The AIM Network

Albo in The Lion’s Den: The Sky Interview, Part Two

We pick up with Mr. Albanese and the trained monkey already in progress

Interview, Part Five: Albo Stumbles 

Asked if his policy would involve a higher reduction target than the government (itself a nonspecific question – reduction from what year’s levels?), Mr Albanese offered the following non-answer

We will take climate change seriously

Nope – not good enough, Mr. Opposition Leader. Stick to your guns if you hope to be taken seriously. He then made the following extraordinary statement

I’m trying to be generous to them [the Morrison government]. Hopefully, they’ll wake up tomorrow and go, ‘There could be something in this climate change thing’ and take action.

Yes – and hell might freeze over too. The Tories will never take action on this issue because they are paid not to. Money talks, Mr. Albanese, and everything else walks. This is, I suspect, part of the reason people see you as weak. You speak of hope that these bought and paid for streetwalkers for corporate Australia will see the light because – what – one of them read something? The only way to get a Tory to care about an issue is for it to affect them personally! Until one of their (many) houses burns down, they will not care a fig for this issue! Play hard politics, Sir. Take their arrogant inaction on this global threat and break them with it!

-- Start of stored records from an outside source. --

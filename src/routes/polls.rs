use log::*;
use tide::{Body, Request, Response, StatusCode};
use uuid::Uuid;

use super::{auth_user, json_body, public_base, uuid_param};
use crate::api_models::{
    Ballot, PollCreateRequest, PollCreated, PollResponse, PollSummary, Tally, VoteReceipt,
};
use crate::dao::{self, NewPoll};
use crate::error::{AppError, AppResult};
use crate::models::Poll;
use crate::AppState;

/**
 * Trim the title and options and insist on at least two distinct, non-empty options
 */
pub fn validate_poll(req: &PollCreateRequest) -> AppResult<(String, Vec<String>)> {
    let title = req.title.trim();
    if title.is_empty() {
        return Err(AppError::BadRequest("Title is required".to_string()));
    }

    let options: Vec<String> = req.options.iter().map(|o| o.trim().to_string()).collect();
    if options.len() < 2 {
        return Err(AppError::BadRequest("At least 2 options required".to_string()));
    }
    if options.iter().any(|o| o.is_empty()) {
        return Err(AppError::BadRequest("Options cannot be empty".to_string()));
    }
    for (i, option) in options.iter().enumerate() {
        if options[..i].contains(option) {
            return Err(AppError::BadRequest("Poll options must be unique".to_string()));
        }
    }
    Ok((title.to_string(), options))
}

pub fn share_link(base: &str, poll_id: Uuid) -> String {
    format!("{}/polls/{}", base, poll_id)
}

async fn requested_poll(req: &Request<AppState>) -> AppResult<Poll> {
    let poll_id = uuid_param(req, "poll_id")?;
    debug!("Fetching poll: {}", poll_id);
    dao::find_poll(&req.state().db, poll_id)
        .await?
        .ok_or_else(|| AppError::NotFound("Poll not found".to_string()))
}

/**
 *  POST /polls
 */
pub async fn create(mut req: Request<AppState>) -> tide::Result<Response> {
    let user = auth_user(&req)?;
    let body: PollCreateRequest = json_body(&mut req).await?;
    let (title, options) = validate_poll(&body)?;
    let base = public_base(&req);

    let (poll, _) = dao::create_poll(
        &req.state().db,
        NewPoll {
            poll_name: body.poll_name.trim(),
            title: &title,
            description: body.description.trim(),
            created_by: user.id,
            options: &options,
        },
        |id| share_link(&base, id),
    )
    .await?;
    info!("{} created poll {}", user.identifier, poll.id);

    let created = PollCreated {
        poll_id: poll.id,
        public_url: poll.shareable_link,
        title: poll.title,
        description: poll.description,
        options,
        created_by: poll.created_by,
        created_at: poll.created_at,
        poll_name: poll.poll_name,
    };
    Ok(Response::builder(StatusCode::Created)
        .body(Body::from_json(&created)?)
        .build())
}

/**
 *  GET /polls
 */
pub async fn list(req: Request<AppState>) -> tide::Result<Body> {
    let user = auth_user(&req)?;
    let polls = dao::polls_by_creator(&req.state().db, user.id).await?;
    let summaries: Vec<PollSummary> = polls.into_iter().map(PollSummary::from).collect();
    Body::from_json(&summaries)
}

/**
 *  GET /polls/:poll_id
 */
pub async fn get(req: Request<AppState>) -> tide::Result<Body> {
    let poll = requested_poll(&req).await?;
    let options = dao::poll_options(&req.state().db, poll.id).await?;
    Body::from_json(&PollResponse::new(poll, options))
}

/**
 *  POST /polls/:poll_id/vote
 */
pub async fn vote(mut req: Request<AppState>) -> tide::Result<Body> {
    let user = auth_user(&req)?;
    let poll_id = uuid_param(&req, "poll_id")?;
    let ballot: Ballot = json_body(&mut req).await?;
    let option_id = Uuid::parse_str(ballot.option_id.trim())
        .map_err(|_| AppError::BadRequest("Invalid option_id".to_string()))?;

    let db = &req.state().db;
    if dao::find_poll(db, poll_id).await?.is_none() {
        return Err(AppError::NotFound("Poll not found".to_string()).into());
    }
    if dao::find_option(db, poll_id, option_id).await?.is_none() {
        return Err(AppError::BadRequest("Option does not belong to poll".to_string()).into());
    }

    let vote = dao::insert_vote(db, poll_id, option_id, user.id).await?;
    info!("Ballot received: {} voted in poll {}", user.id, poll_id);

    Body::from_json(&VoteReceipt {
        message: "Vote cast successfully",
        poll_id: vote.poll_id,
        option_id: vote.option_id,
        user_id: vote.user_id,
    })
}

/**
 *  GET /polls/:poll_id/results
 */
pub async fn results(req: Request<AppState>) -> tide::Result<Body> {
    let poll = requested_poll(&req).await?;
    let counts = dao::tally(&req.state().db, poll.id).await?;
    Body::from_json(&Tally::new(&poll, counts))
}

/**
 *  GET /polls/:poll_id/votes
 *
 * Reveals who voted for what, so only the poll's creator may look
 */
pub async fn voters(req: Request<AppState>) -> tide::Result<Body> {
    let user = auth_user(&req)?;
    let poll = requested_poll(&req).await?;
    if poll.created_by != user.id {
        return Err(AppError::Forbidden("Only the poll creator can see voters".to_string()).into());
    }
    let rows = dao::voter_choices(&req.state().db, poll.id).await?;
    Body::from_json(&rows)
}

Interview, Part Six: The Recovery

Asked about his support for the Adani mining project, Mr. Albanese said that it was a project by a private company and not the government. In other words, politicians’ opinions are irrelevant. An artful dodge, but in response to the trained monkey’s question about Labor losing support in Queensland for being ‘wishy-washy on supporting our [Queensland’s] coal industry’, Alabo did offer this very useful piece of insight

People in Queensland and everywhere else who are involved in the industry know that the industry…continues to provide. The questions that you had before about our target, be it our emissions reduction target or renewable energy target. If you have got a 50 per cent renewable energy target, by definition, there’s 50 per cent coming from fossil fuels. So, let’s be realistic there about what the framework is domestically and internationally. Of course, there will continue to be coal exports.

Right. This is a good retort to the strawman that climate policy seeks to eliminate coal by Thursday. The point is transition rather than immediate, radical action. The jobs that are connected to the coal industry would be phased out over time as the industry is phased out. Retraining and income support for those no longer employed in the industry would be a necessary element of the transition policy. But full credit to Mr. Albanese here: he reframed the issue, confronted the strawman and gave a truthful, punchy response.

Interview, Part Seven: International Influence 

The next question concerned international influence in Australian domestic politics, with a focus on China. Albanese noted the carious difficulties that the Tories have had with gifts from Chinese representatives, specifically the infamous gold watches. He then said it was a ‘both sides of politics’ issue. Respectfully, Sir, there is a difference between Sam Dastyari and a minor incident involving paid travel (which he repaid but was forced to resign anyway because Labor exists) and Gladys Liu and the scandal around her. Degrees matter, Mr. Albanese. Attempts to influence Australian politics may impact both sides, but it is misleading (and overly generous to your opponents) to say ‘both sides do it’.

Conclusion: Labor Rebuilds

The last political question was about Labor’s rebuilding after the election loss in May of 2019, which Mr. Albanese dealt with in suitably lofty terms. It was not a bad answer, just the standard ‘we took a hard look at ourselves’ line that you hear from many parties rebuilding after an election loss. No mention of the media. No mention of the complete snowjob that they did on Bill Shorten. It was an entirely internal assessment. Sad, really.

Overall, a terrible series of loaded, misleading and horribly framed questions which the Sky website mined for soundbites to quote out of context. This propaganda outlet has no place in Australian political discourse.